What needs to be done:
Show all lines of the listing that contain the word "SeaOrmStorage".

Data supplied:
^^^^^^^^
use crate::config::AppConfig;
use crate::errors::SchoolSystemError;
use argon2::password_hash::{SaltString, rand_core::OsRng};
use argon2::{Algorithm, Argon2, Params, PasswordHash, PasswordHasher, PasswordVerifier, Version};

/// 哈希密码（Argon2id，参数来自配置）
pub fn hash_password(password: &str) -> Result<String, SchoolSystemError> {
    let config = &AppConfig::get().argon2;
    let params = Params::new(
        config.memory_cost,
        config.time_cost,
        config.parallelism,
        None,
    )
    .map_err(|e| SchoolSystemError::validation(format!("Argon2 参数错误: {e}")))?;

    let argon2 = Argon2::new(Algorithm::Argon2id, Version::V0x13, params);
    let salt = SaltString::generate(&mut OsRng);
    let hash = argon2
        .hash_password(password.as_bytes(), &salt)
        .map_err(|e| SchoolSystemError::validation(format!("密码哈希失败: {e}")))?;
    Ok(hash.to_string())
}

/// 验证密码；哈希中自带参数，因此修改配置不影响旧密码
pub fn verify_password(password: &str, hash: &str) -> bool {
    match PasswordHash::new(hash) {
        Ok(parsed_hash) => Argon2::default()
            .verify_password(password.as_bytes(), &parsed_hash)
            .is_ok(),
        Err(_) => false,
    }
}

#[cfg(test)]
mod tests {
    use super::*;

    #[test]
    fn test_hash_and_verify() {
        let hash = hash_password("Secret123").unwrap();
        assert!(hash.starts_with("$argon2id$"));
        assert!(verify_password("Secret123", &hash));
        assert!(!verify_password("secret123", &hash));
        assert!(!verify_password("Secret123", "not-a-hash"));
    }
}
^^^^^^^^
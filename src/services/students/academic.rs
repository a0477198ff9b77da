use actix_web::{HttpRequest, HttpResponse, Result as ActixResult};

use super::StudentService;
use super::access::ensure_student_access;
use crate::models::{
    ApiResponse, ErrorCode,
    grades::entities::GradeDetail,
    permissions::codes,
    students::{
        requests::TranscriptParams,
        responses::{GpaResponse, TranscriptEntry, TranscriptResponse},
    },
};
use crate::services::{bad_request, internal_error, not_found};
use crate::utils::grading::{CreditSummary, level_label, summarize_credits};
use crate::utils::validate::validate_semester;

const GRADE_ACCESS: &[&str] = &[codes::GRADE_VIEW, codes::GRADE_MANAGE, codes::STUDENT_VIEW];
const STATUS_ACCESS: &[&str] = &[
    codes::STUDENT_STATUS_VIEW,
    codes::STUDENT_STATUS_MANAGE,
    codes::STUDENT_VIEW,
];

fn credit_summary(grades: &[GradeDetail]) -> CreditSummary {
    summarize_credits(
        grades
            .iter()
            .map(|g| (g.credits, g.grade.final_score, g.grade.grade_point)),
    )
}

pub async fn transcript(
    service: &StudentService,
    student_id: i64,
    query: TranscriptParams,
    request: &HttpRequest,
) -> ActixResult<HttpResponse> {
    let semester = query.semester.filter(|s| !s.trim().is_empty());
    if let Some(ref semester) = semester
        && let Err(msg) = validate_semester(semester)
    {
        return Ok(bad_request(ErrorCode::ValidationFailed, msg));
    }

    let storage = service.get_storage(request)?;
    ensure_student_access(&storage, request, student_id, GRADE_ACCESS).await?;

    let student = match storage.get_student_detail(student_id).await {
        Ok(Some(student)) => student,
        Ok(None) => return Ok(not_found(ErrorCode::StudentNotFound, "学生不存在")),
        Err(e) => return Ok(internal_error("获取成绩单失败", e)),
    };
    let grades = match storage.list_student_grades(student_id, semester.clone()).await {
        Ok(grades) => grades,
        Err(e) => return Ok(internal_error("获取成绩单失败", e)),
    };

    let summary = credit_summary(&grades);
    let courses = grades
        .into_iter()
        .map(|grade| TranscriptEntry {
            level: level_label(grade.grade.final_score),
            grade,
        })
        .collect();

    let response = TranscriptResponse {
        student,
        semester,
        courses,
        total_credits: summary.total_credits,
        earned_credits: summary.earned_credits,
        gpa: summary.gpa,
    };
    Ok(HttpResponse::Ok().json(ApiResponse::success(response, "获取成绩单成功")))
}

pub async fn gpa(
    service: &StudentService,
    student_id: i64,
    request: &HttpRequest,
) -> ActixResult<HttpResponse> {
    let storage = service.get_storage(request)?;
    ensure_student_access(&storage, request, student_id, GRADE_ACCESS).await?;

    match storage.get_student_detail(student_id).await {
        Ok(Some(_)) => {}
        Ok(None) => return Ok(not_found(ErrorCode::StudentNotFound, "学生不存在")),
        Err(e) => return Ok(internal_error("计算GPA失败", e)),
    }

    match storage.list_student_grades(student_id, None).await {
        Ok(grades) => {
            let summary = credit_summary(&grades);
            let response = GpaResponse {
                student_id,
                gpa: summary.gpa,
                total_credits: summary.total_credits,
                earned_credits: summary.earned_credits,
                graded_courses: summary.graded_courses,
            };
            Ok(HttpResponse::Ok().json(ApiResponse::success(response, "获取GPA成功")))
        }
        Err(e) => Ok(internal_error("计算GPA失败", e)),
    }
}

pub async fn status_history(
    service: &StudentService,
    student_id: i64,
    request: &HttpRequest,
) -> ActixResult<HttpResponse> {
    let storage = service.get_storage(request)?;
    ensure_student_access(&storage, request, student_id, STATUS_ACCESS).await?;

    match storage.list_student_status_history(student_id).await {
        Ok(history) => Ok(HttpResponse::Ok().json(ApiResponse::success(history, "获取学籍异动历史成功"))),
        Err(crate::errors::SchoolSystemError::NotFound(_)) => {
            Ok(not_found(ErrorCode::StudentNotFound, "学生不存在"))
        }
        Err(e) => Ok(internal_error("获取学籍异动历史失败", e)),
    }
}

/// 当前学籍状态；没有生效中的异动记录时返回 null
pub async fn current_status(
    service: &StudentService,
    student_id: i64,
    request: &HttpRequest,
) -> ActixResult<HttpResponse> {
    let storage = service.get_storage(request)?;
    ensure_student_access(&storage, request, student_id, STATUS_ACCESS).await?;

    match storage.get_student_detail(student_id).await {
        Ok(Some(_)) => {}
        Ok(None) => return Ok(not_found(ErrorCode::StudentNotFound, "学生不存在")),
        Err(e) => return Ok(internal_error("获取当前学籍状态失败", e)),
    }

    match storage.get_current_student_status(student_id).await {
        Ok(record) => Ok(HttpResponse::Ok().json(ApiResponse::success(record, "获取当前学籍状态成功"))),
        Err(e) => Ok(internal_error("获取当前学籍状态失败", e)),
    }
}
^^^^^^^^
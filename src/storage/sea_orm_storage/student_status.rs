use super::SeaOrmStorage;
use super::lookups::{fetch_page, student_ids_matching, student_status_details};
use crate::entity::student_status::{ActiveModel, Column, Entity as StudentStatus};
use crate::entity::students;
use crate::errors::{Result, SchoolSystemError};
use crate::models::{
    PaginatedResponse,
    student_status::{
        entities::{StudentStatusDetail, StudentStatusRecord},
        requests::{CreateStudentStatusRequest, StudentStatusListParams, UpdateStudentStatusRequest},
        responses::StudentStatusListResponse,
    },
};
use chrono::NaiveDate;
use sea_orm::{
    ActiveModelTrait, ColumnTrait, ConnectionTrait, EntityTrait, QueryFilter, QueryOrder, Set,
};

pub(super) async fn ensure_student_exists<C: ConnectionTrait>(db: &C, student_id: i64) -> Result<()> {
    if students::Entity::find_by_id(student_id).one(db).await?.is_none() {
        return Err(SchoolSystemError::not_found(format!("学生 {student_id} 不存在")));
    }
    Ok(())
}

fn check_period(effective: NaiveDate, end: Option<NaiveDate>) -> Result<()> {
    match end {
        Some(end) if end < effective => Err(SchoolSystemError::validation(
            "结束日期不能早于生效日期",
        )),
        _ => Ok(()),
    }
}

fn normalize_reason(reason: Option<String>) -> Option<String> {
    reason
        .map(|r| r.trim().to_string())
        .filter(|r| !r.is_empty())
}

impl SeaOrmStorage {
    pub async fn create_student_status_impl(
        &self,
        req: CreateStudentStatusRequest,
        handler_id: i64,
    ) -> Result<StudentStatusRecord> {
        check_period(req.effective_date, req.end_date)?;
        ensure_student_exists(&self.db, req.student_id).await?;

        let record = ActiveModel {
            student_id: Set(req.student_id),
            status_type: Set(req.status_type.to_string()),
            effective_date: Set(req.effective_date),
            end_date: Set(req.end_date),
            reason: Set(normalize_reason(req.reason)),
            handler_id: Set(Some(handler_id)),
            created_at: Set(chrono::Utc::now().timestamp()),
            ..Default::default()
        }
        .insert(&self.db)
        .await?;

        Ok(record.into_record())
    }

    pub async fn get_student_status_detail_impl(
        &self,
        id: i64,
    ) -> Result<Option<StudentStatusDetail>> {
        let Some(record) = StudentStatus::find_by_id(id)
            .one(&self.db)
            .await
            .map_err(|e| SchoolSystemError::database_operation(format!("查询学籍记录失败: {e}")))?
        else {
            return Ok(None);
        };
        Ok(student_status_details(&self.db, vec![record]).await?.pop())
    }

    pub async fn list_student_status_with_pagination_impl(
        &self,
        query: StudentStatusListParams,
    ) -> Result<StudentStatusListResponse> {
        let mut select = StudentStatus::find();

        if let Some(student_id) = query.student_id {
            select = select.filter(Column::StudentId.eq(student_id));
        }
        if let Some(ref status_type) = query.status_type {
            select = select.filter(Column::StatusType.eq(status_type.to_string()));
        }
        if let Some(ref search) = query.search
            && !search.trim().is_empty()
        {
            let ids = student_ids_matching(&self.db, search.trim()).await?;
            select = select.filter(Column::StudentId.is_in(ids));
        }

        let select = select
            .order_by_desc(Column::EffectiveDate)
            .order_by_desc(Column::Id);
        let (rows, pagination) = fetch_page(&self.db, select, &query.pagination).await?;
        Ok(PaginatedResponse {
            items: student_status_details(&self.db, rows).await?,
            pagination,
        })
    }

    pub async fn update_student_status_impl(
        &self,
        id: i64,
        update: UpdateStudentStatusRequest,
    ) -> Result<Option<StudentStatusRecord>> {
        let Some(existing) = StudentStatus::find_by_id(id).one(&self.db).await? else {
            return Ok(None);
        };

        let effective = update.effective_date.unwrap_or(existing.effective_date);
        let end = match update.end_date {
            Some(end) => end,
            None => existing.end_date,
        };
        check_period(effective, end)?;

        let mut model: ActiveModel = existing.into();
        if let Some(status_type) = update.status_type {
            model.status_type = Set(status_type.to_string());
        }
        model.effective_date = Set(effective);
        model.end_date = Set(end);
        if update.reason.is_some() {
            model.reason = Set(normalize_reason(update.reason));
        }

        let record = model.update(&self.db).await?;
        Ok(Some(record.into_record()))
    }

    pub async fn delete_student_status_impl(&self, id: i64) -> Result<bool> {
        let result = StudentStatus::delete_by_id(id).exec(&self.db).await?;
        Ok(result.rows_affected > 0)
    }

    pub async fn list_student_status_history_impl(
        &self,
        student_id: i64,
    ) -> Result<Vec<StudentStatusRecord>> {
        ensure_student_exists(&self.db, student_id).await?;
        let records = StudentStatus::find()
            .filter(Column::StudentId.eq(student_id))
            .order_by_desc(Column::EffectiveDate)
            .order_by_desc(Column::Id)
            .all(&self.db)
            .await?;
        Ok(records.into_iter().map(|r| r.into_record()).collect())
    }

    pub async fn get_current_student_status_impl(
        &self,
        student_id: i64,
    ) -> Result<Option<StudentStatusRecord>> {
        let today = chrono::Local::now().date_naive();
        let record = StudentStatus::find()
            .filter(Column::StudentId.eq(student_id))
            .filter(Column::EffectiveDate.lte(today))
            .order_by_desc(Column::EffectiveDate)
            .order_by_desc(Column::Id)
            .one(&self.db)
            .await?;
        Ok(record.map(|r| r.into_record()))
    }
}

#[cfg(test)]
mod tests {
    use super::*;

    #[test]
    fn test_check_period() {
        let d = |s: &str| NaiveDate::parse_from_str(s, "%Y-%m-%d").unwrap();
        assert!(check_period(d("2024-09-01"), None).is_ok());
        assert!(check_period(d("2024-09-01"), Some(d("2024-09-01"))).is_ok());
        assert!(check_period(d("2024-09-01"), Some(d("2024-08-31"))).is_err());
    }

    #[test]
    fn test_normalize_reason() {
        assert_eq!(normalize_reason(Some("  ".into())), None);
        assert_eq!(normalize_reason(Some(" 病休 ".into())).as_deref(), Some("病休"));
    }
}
^^^^^^^^
Response to this task:
use super::SeaOrmStorage;
impl SeaOrmStorage {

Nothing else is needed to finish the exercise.